» PROVIDED INFORMATION
* * * * * * * * *

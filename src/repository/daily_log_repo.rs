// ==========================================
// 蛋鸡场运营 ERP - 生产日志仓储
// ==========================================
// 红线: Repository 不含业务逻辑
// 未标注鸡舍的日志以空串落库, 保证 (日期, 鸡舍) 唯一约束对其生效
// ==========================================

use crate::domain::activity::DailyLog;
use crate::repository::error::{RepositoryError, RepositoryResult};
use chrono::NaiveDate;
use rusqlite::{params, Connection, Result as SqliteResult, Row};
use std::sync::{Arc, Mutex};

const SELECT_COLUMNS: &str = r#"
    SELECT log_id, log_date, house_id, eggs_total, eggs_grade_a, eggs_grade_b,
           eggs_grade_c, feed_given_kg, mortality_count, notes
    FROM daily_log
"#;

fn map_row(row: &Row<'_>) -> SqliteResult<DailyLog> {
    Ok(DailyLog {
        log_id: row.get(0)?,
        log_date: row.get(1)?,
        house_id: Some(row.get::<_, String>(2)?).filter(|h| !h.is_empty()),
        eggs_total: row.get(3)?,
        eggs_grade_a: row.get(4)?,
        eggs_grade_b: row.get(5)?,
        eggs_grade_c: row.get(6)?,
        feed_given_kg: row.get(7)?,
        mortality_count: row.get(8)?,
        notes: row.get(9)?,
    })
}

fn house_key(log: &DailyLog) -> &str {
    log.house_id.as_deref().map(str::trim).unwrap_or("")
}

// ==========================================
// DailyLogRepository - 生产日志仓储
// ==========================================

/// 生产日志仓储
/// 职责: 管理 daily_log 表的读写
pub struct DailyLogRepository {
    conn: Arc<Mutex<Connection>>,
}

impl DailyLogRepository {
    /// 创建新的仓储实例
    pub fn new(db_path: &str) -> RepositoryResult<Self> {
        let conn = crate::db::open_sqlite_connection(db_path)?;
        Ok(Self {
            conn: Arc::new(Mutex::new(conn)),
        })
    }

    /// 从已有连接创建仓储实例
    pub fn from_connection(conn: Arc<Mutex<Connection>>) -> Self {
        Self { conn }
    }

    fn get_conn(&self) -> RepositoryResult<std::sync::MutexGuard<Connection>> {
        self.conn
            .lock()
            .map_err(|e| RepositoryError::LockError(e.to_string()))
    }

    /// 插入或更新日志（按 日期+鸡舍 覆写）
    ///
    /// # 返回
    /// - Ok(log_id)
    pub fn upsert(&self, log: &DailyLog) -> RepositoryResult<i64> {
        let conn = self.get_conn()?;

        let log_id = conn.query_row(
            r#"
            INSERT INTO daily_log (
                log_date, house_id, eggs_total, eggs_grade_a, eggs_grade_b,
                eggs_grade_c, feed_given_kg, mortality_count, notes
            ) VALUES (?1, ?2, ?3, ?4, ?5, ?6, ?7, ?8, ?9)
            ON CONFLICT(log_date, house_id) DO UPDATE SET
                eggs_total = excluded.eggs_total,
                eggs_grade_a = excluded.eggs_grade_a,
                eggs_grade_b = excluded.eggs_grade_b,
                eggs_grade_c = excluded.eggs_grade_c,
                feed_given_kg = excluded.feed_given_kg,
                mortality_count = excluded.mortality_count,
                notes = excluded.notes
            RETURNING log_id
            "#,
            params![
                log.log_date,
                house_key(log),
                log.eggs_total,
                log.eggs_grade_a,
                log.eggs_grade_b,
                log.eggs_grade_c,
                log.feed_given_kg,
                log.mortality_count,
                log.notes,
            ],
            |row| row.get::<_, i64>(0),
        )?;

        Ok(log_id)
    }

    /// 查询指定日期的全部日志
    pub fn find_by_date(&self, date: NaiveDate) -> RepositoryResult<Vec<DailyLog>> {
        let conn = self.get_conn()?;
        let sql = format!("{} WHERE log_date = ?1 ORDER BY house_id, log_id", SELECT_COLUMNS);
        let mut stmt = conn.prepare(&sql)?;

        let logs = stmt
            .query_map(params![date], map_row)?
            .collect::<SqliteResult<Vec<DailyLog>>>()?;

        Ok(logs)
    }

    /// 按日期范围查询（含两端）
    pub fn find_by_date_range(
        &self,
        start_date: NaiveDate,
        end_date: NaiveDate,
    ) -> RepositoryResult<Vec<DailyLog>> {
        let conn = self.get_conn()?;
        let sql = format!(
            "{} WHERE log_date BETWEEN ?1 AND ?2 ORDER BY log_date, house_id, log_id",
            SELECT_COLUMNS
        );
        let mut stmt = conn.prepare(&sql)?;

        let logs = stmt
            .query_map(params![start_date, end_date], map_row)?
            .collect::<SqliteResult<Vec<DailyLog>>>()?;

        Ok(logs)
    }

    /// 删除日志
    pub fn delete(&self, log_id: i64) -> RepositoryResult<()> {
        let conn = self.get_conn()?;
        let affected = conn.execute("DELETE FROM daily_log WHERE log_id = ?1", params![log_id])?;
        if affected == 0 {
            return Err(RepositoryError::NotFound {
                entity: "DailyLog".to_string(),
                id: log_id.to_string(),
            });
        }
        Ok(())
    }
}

* * * * * * * * *

Write down exactly every line of the material above up to and including the line containing "fn map_row(row: &Row<'_>)".

» WRITTEN SOLUTION
filename src/repository/daily_log_repo.rs
// ==========================================
// 蛋鸡场运营 ERP - 生产日志仓储
// ==========================================
// 红线: Repository 不含业务逻辑
// 未标注鸡舍的日志以空串落库, 保证 (日期, 鸡舍) 唯一约束对其生效
// ==========================================

use crate::domain::activity::DailyLog;
use crate::repository::error::{RepositoryError, RepositoryResult};
use chrono::NaiveDate;
use rusqlite::{params, Connection, Result as SqliteResult, Row};
use std::sync::{Arc, Mutex};

const SELECT_COLUMNS: &str = r#"
    SELECT log_id, log_date, house_id, eggs_total, eggs_grade_a, eggs_grade_b,
           eggs_grade_c, feed_given_kg, mortality_count, notes
    FROM daily_log
"#;

fn map_row(row: &Row<'_>) -> SqliteResult<DailyLog> {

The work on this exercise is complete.